Biamping progress- but is it ideal?


And the odessey continues. I'm biamping my office system, here's what I've done. I have a NAD 7100 receiver, and a NAD 2100 amp (NAD recommends the 2100 as a biamp with the 7100, same amp). As per NAD's website, I removed the shorting link from the right preamp output on the reciever, and used an interconnect to connect to the 2100 amp's left input, no problem's. Here's where I'm not sure I'm doing the right thing, speaker connections. My Totem Rokk speakers are bi-wirable, with shorting bars, which I removed. I then ran 4 ft runs of 10 gauge wire from the receiver, one run form the Speaker "A" left output, one from the Speaker "B" left output to my right speaker.
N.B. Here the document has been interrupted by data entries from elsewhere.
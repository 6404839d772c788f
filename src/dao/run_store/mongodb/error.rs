use mongodb::error::Error as MongoError;
use thiserror::Error;
use uuid::Uuid;

pub type MongoResult<T> = Result<T, MongoDaoError>;

/// Failures raised by the MongoDB run store.
#[derive(Debug, Error)]
pub enum MongoDaoError {
    #[error("failed to parse MongoDB connection URI `{uri}`")]
    InvalidUri {
        uri: String,
        #[source]
        source: MongoError,
    },
    #[error("failed to build MongoDB client from options")]
    ClientConstruction {
        #[source]
        source: MongoError,
    },
    #[error("MongoDB ping failed during initial connection after {attempts} attempt(s)")]
    InitialPing {
        attempts: u32,
        #[source]
        source: MongoError,
    },
    #[error("MongoDB ping health check failed")]
    HealthPing {
        #[source]
        source: MongoError,
    },
    #[error("failed to ensure index `{index}` on collection `{collection}`")]
    EnsureIndex {
        collection: &'static str,
        index: &'static str,
        #[source]
        source: MongoError,
    },
    #[error("failed to insert run for user `{user_id}`")]
    InsertRun {
        user_id: Uuid,
        #[source]
        source: MongoError,
    },
    #[error("failed to load run `{id}`")]
    LoadRun {
        id: Uuid,
        #[source]
        source: MongoError,
    },
    #[error("failed to finish run `{id}`")]
    FinishRun {
        id: Uuid,
        #[source]
        source: MongoError,
    },
    #[error("failed to query recent runs for user `{user_id}`")]
    QueryRecentRuns {
        user_id: Uuid,
        #[source]
        source: MongoError,
    },
    #[error("failed to append event for run `{run_id}`")]
    InsertEvent {
        run_id: Uuid,
        #[source]
        source: MongoError,
    },
    #[error("failed to bump hourly stats for user `{user_id}`")]
    BumpHourlyStat {
        user_id: Uuid,
        #[source]
        source: MongoError,
    },
    #[error("failed to encode document for collection `{collection}`")]
    EncodeDocument {
        collection: &'static str,
        #[source]
        source: mongodb::bson::error::Error,
    },
}
use axum::{
    Json, Router,
    extract::{FromRequest, Request, rejection::JsonRejection},
};

use crate::{error::AppError, state::SharedState};

pub mod battle;
pub mod docs;
pub mod health;

/// Compose all route trees, wiring in shared state and documentation routes.
pub fn router(state: SharedState) -> Router<()> {
    let api_router = health::router().merge(battle::router(state.clone()));

    let docs_router = docs::router(state.clone());

    api_router.merge(docs_router).with_state(state)
}

/// JSON body extractor reporting failures in the standard error shape.
///
/// Axum's own `Json` rejection answers deserialization failures with a
/// plain-text 422; every battle endpoint instead owes the caller a 400
/// `invalid_payload` body, missing and wrong-typed fields included.
pub struct ApiJson<T>(pub T);

impl<S, T> FromRequest<S> for ApiJson<T>
where
    Json<T>: FromRequest<S, Rejection = JsonRejection>,
    S: Send + Sync,
{
    type Rejection = AppError;

    async fn from_request(req: Request, state: &S) -> Result<Self, Self::Rejection> {
        let Json(value) = Json::<T>::from_request(req, state)
            .await
            .map_err(|rejection| AppError::InvalidPayload(rejection.body_text()))?;
        Ok(Self(value))
    }
}

#[cfg(test)]
mod tests {
    use super::*;
    use axum::{body::Body, http::StatusCode, response::IntoResponse};

    use crate::dto::battle::FinishRunRequest;

    fn json_request(body: &str) -> Request {
        Request::builder()
            .method("POST")
            .header("content-type", "application/json")
            .body(Body::from(body.to_owned()))
            .unwrap()
    }

    async fn error_body(error: AppError) -> (StatusCode, serde_json::Value) {
        let response = error.into_response();
        let status = response.status();
        let bytes = axum::body::to_bytes(response.into_body(), usize::MAX)
            .await
            .unwrap();
        (status, serde_json::from_slice(&bytes).unwrap())
    }

    #[tokio::test]
    async fn missing_required_fields_surface_as_invalid_payload() {
        let request = json_request(
            r#"{"run_id":"5f0c54a1-98e2-4e1e-8583-6e10ec6f3d26","victory":true}"#,
        );

        let rejection = ApiJson::<FinishRunRequest>::from_request(request, &())
            .await
            .map(|_| ())
            .unwrap_err();

        let (status, json) = error_body(rejection).await;
        assert_eq!(status, StatusCode::BAD_REQUEST);
        assert_eq!(json["error"], "invalid_payload");
    }

    #[tokio::test]
    async fn wrong_typed_fields_surface_as_invalid_payload() {
        let request = json_request(
            r#"{"run_id":"5f0c54a1-98e2-4e1e-8583-6e10ec6f3d26","victory":true,"duration_seconds":"long"}"#,
        );

        let rejection = ApiJson::<FinishRunRequest>::from_request(request, &())
            .await
            .map(|_| ())
            .unwrap_err();

        let (status, json) = error_body(rejection).await;
        assert_eq!(status, StatusCode::BAD_REQUEST);
        assert_eq!(json["error"], "invalid_payload");
    }

    #[tokio::test]
    async fn syntactically_broken_bodies_surface_as_invalid_payload() {
        let request = json_request("{not json");

        let rejection = ApiJson::<FinishRunRequest>::from_request(request, &())
            .await
            .map(|_| ())
            .unwrap_err();

        let (status, json) = error_body(rejection).await;
        assert_eq!(status, StatusCode::BAD_REQUEST);
        assert_eq!(json["error"], "invalid_payload");
    }
}
use std::time::SystemTime;
use time::{OffsetDateTime, format_description::well_known::Rfc3339};

pub mod battle;
pub mod health;
pub mod validation;

/// Render a timestamp the way every response and event payload carries it.
pub(crate) fn format_system_time(time: SystemTime) -> String {
    OffsetDateTime::from(time)
        .format(&Rfc3339)
        .unwrap_or_else(|_| "invalid-timestamp".into())
}
use std::{future::Future, sync::Arc, time::Duration};

use tokio::time::sleep;
use tracing::{info, warn};

use crate::{
    dao::{run_store::RunStore, storage::StorageError},
    state::SharedState,
};

const INITIAL_DELAY: Duration = Duration::from_millis(1_000);
const MAX_DELAY: Duration = Duration::from_secs(10);
const HEALTH_POLL_INTERVAL: Duration = Duration::from_secs(5);
const MAX_RECONNECT_ATTEMPTS: u32 = 3;

/// Connect to the storage backend and keep the shared state in degraded mode
/// whenever it is unavailable.
pub async fn run<F, Fut>(state: SharedState, mut connect: F)
where
    F: FnMut() -> Fut + Send + 'static,
    Fut: Future<Output = Result<Arc<dyn RunStore>, StorageError>> + Send,
{
    let mut delay = INITIAL_DELAY;

    loop {
        match connect().await {
            Ok(store) => {
                state.set_run_store(store.clone()).await;
                info!("storage connection established; leaving degraded mode");
                delay = INITIAL_DELAY;

                loop {
                    match store.health_check().await {
                        Ok(()) => {
                            if state.is_degraded().await {
                                info!("storage healthy again; leaving degraded mode");
                                state.update_degraded(false).await;
                            }
                            sleep(HEALTH_POLL_INTERVAL).await;
                        }
                        Err(_) => {
                            if reconnect_with_backoff(&state, store.as_ref()).await {
                                sleep(HEALTH_POLL_INTERVAL).await;
                            } else {
                                warn!(
                                    "exhausted storage reconnect attempts; staying in degraded mode"
                                );
                                break;
                            }
                        }
                    }
                }

                sleep(delay).await;
                delay = (delay * 2).min(MAX_DELAY);
            }
            Err(err) => {
                warn!(error = %err, "storage connection attempt failed");
                sleep(delay).await;
                delay = (delay * 2).min(MAX_DELAY);
            }
        }
    }
}

/// Try to revive an unhealthy store in place. Returns whether it recovered.
async fn reconnect_with_backoff(state: &SharedState, store: &dyn RunStore) -> bool {
    let mut attempt = 0;
    let mut delay = INITIAL_DELAY;

    while attempt < MAX_RECONNECT_ATTEMPTS {
        match store.try_reconnect().await {
            Ok(()) => {
                info!("storage reconnection succeeded after health check failure");
                state.update_degraded(false).await;
                return true;
            }
            Err(err) => {
                if attempt == 0 {
                    warn!(
                        attempt, error = %err,
                        "storage reconnect first attempt failed; entering degraded mode"
                    );
                    state.update_degraded(true).await;
                } else {
                    warn!(attempt, error = %err, "storage reconnect attempt failed");
                }
                attempt += 1;
                sleep(delay).await;
                delay = (delay * 2).min(MAX_DELAY);
            }
        }
    }

    false
}
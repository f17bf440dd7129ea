//! tlnull CLI

use anyhow::Result;
use clap::{Parser, Subcommand};
use std::path::PathBuf;
use tln_core::types::AnalysisMode;
use tln_inference::inclusion::InclusionConfig;

mod io;
mod pipeline;
mod sink;

use pipeline::SamplingArgs;

#[derive(Parser)]
#[command(name = "tlnull")]
#[command(about = "tlnull - Taylor's Law null-model analysis")]
#[command(version)]
struct Cli {
    /// Log verbosity level (trace, debug, info, warn, error)
    #[arg(long, global = true, default_value = "warn")]
    log_level: tracing::Level,

    #[command(subcommand)]
    command: Commands,
}

#[derive(Subcommand)]
enum Commands {
    /// Sample null-model variances per (Q, N) and record the full rows
    SampleVar {
        /// QN-mean-variance table (tab-delimited: study, Q, N, mean, var)
        #[arg(short, long)]
        input: PathBuf,

        /// Directory for the append-mode output files
        #[arg(long, default_value = ".")]
        out_dir: PathBuf,

        /// Restrict the run to these studies (repeatable). Default: all.
        #[arg(long = "study")]
        studies: Vec<String>,

        /// Number of samples per (Q, N) combination
        #[arg(long, default_value = "1000")]
        sample_size: usize,

        /// Wall-clock budget per (Q, N) combination, in seconds
        #[arg(long, default_value = "7200")]
        t_limit: u64,

        /// Null model: partition or composition
        #[arg(long, default_value = "partition")]
        analysis: AnalysisMode,

        /// RNG seed
        #[arg(long, default_value = "0")]
        seed: u64,
    },

    /// Compare the empirical TL form against freshly sampled null variances
    TlAnalysis {
        /// QN-mean-variance table (tab-delimited: study, Q, N, mean, var)
        #[arg(short, long)]
        input: PathBuf,

        /// Directory for the append-mode output files
        #[arg(long, default_value = ".")]
        out_dir: PathBuf,

        /// Restrict the run to these studies (repeatable). Default: all.
        #[arg(long = "study")]
        studies: Vec<String>,

        /// Number of samples per (Q, N) combination
        #[arg(long, default_value = "1000")]
        sample_size: usize,

        /// Wall-clock budget per (Q, N) combination, in seconds
        #[arg(long, default_value = "7200")]
        t_limit: u64,

        /// Null model: partition or composition
        #[arg(long, default_value = "partition")]
        analysis: AnalysisMode,

        /// RNG seed
        #[arg(long, default_value = "0")]
        seed: u64,
    },

    /// Re-run the TL comparison from a recorded variance-sample file
    TlFromSample {
        /// Variance-sample table written by sample-var
        #[arg(short, long)]
        input: PathBuf,

        /// Directory for the append-mode output file
        #[arg(long, default_value = ".")]
        out_dir: PathBuf,

        /// Analysis label used in the output file name
        #[arg(long, default_value = "partition")]
        analysis: AnalysisMode,
    },

    /// Report which studies meet the inclusion criteria
    CheckInclusion {
        /// QN-mean-variance table (tab-delimited: study, Q, N, mean, var)
        #[arg(short, long)]
        input: PathBuf,

        /// Optional study metadata table (study, taxon, type)
        #[arg(long)]
        info: Option<PathBuf>,

        /// Minimum Q for a (Q, N) pair to count
        #[arg(long, default_value = "5")]
        q_min: u64,

        /// Minimum N for a (Q, N) pair to count
        #[arg(long, default_value = "3")]
        n_min: u64,

        /// Minimum number of qualifying pairs
        #[arg(long, default_value = "5")]
        min_points: usize,

        /// Require the empirical regression to be significant (p < 0.05)
        #[arg(long)]
        sig: bool,
    },
}

fn main() -> Result<()> {
    let cli = Cli::parse();
    tracing_subscriber::fmt().with_max_level(cli.log_level).with_target(false).init();

    match cli.command {
        Commands::SampleVar { input, out_dir, studies, sample_size, t_limit, analysis, seed } => {
            let args = SamplingArgs { sample_size, t_limit, analysis, seed };
            pipeline::cmd_sample_var(&input, &out_dir, &studies, &args)
        }
        Commands::TlAnalysis { input, out_dir, studies, sample_size, t_limit, analysis, seed } => {
            let args = SamplingArgs { sample_size, t_limit, analysis, seed };
            pipeline::cmd_tl_analysis(&input, &out_dir, &studies, &args)
        }
        Commands::TlFromSample { input, out_dir, analysis } => {
            pipeline::cmd_tl_from_sample(&input, &out_dir, analysis)
        }
        Commands::CheckInclusion { input, info, q_min, n_min, min_points, sig } => {
            let config = InclusionConfig {
                q_min,
                n_min,
                min_points,
                require_significance: sig,
            };
            pipeline::cmd_check_inclusion(&input, info.as_ref(), &config)
        }
    }
}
I repeated the same thing with the 2100 amplifier to the left speaker. When I push the Speaker A and B buttons on the receiver, and amp, all drivers are functional. The question is, what I've done works, but is it the best way to do it? The only option I see is leaving the shorting bars on the Rokk's and using a single pair of speaker wires per side.Thanks, Jeff
jeffloistarca

Showing 1 response by south43

Hello Jeffloistarca I guess my question to you is do you like what you hear? Some spkrs sound better when each has a dedicated pwr supply. I don't know much about totem but if they gave you an option to biwire experiment with your ears. I have a pair of meadowlark kestrals that I can biwire, but when I tried a pair of Goertz cables on the top end and then used jumpers lo and behold the jumpers sounded better. Like I said use your ears. Good listening.